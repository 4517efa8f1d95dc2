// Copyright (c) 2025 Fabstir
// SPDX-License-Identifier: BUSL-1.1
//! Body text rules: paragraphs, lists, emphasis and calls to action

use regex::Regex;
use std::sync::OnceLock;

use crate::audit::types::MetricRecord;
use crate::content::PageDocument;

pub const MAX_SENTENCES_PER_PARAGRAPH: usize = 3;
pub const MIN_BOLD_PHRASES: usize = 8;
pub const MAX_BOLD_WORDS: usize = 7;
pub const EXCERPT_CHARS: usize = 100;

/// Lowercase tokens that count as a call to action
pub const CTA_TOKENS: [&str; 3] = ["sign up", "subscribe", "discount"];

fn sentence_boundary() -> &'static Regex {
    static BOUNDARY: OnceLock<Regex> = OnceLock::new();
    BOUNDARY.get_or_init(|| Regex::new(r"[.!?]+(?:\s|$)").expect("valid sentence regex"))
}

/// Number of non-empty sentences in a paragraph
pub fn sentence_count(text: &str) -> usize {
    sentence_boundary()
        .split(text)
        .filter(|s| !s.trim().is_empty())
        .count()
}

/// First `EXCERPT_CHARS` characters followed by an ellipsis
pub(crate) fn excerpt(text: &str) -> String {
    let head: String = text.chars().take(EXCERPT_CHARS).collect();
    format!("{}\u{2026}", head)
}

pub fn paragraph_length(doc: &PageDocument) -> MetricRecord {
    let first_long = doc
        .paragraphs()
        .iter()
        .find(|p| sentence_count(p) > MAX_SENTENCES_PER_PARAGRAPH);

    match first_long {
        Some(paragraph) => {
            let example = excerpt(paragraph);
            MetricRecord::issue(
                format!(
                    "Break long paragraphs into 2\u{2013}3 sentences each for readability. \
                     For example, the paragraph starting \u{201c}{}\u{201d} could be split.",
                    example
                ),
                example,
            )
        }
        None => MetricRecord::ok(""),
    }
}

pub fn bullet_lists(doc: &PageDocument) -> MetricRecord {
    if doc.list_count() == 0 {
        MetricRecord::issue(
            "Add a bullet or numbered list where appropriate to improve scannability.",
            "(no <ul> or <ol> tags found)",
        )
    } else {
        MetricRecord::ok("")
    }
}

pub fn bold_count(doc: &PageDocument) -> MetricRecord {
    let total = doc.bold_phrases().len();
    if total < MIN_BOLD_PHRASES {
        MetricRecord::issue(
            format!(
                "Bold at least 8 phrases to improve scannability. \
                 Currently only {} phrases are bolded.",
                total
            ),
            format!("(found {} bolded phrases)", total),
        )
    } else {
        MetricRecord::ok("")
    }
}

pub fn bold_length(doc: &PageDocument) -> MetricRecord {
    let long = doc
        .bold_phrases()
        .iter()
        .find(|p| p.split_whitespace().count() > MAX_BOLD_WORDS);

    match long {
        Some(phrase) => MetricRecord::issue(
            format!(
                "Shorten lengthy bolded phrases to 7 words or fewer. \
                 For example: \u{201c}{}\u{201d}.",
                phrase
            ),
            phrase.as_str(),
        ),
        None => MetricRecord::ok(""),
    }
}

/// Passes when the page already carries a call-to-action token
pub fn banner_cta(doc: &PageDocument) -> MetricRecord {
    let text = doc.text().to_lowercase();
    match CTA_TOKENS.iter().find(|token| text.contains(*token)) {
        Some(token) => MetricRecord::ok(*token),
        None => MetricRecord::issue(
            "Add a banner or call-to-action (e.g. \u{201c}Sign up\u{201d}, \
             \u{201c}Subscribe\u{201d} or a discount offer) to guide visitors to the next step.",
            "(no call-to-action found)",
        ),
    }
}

EXERCISE DETAILS
Please transcribe all of the records, keeping every line exactly as it is.

RESPONSE TO THE TASK
repository 4517efa8f1d95dc2
// Copyright (c) 2025 Fabstir
// SPDX-License-Identifier: BUSL-1.1
//! Body text rules: paragraphs, lists, emphasis and calls to action

use regex::Regex;
use std::sync::OnceLock;

use crate::audit::types::MetricRecord;
use crate::content::PageDocument;

pub const MAX_SENTENCES_PER_PARAGRAPH: usize = 3;
pub const MIN_BOLD_PHRASES: usize = 8;
pub const MAX_BOLD_WORDS: usize = 7;
pub const EXCERPT_CHARS: usize = 100;

/// Lowercase tokens that count as a call to action
pub const CTA_TOKENS: [&str; 3] = ["sign up", "subscribe", "discount"];

fn sentence_boundary() -> &'static Regex {
    static BOUNDARY: OnceLock<Regex> = OnceLock::new();
    BOUNDARY.get_or_init(|| Regex::new(r"[.!?]+(?:\s|$)").expect("valid sentence regex"))
}

/// Number of non-empty sentences in a paragraph
pub fn sentence_count(text: &str) -> usize {
    sentence_boundary()
        .split(text)
        .filter(|s| !s.trim().is_empty())
        .count()
}

/// First `EXCERPT_CHARS` characters followed by an ellipsis
pub(crate) fn excerpt(text: &str) -> String {
    let head: String = text.chars().take(EXCERPT_CHARS).collect();
    format!("{}\u{2026}", head)
}

pub fn paragraph_length(doc: &PageDocument) -> MetricRecord {
    let first_long = doc
        .paragraphs()
        .iter()
        .find(|p| sentence_count(p) > MAX_SENTENCES_PER_PARAGRAPH);

    match first_long {
        Some(paragraph) => {
            let example = excerpt(paragraph);
            MetricRecord::issue(
                format!(
                    "Break long paragraphs into 2\u{2013}3 sentences each for readability. \
                     For example, the paragraph starting \u{201c}{}\u{201d} could be split.",
                    example
                ),
                example,
            )
        }
        None => MetricRecord::ok(""),
    }
}

pub fn bullet_lists(doc: &PageDocument) -> MetricRecord {
    if doc.list_count() == 0 {
        MetricRecord::issue(
            "Add a bullet or numbered list where appropriate to improve scannability.",
            "(no <ul> or <ol> tags found)",
        )
    } else {
        MetricRecord::ok("")
    }
}

pub fn bold_count(doc: &PageDocument) -> MetricRecord {
    let total = doc.bold_phrases().len();
    if total < MIN_BOLD_PHRASES {
        MetricRecord::issue(
            format!(
                "Bold at least 8 phrases to improve scannability. \
                 Currently only {} phrases are bolded.",
                total
            ),
            format!("(found {} bolded phrases)", total),
        )
    } else {
        MetricRecord::ok("")
    }
}

pub fn bold_length(doc: &PageDocument) -> MetricRecord {
    let long = doc
        .bold_phrases()
        .iter()
        .find(|p| p.split_whitespace().count() > MAX_BOLD_WORDS);

    match long {
        Some(phrase) => MetricRecord::issue(
            format!(
                "Shorten lengthy bolded phrases to 7 words or fewer. \
                 For example: \u{201c}{}\u{201d}.",
                phrase
            ),
            phrase.as_str(),
        ),
        None => MetricRecord::ok(""),
    }
}

/// Passes when the page already carries a call-to-action token
pub fn banner_cta(doc: &PageDocument) -> MetricRecord {
    let text = doc.text().to_lowercase();
    match CTA_TOKENS.iter().find(|token| text.contains(*token)) {
        Some(token) => MetricRecord::ok(*token),
        None => MetricRecord::issue(
            "Add a banner or call-to-action (e.g. \u{201c}Sign up\u{201d}, \
             \u{201c}Subscribe\u{201d} or a discount offer) to guide visitors to the next step.",
            "(no call-to-action found)",
        ),
    }
}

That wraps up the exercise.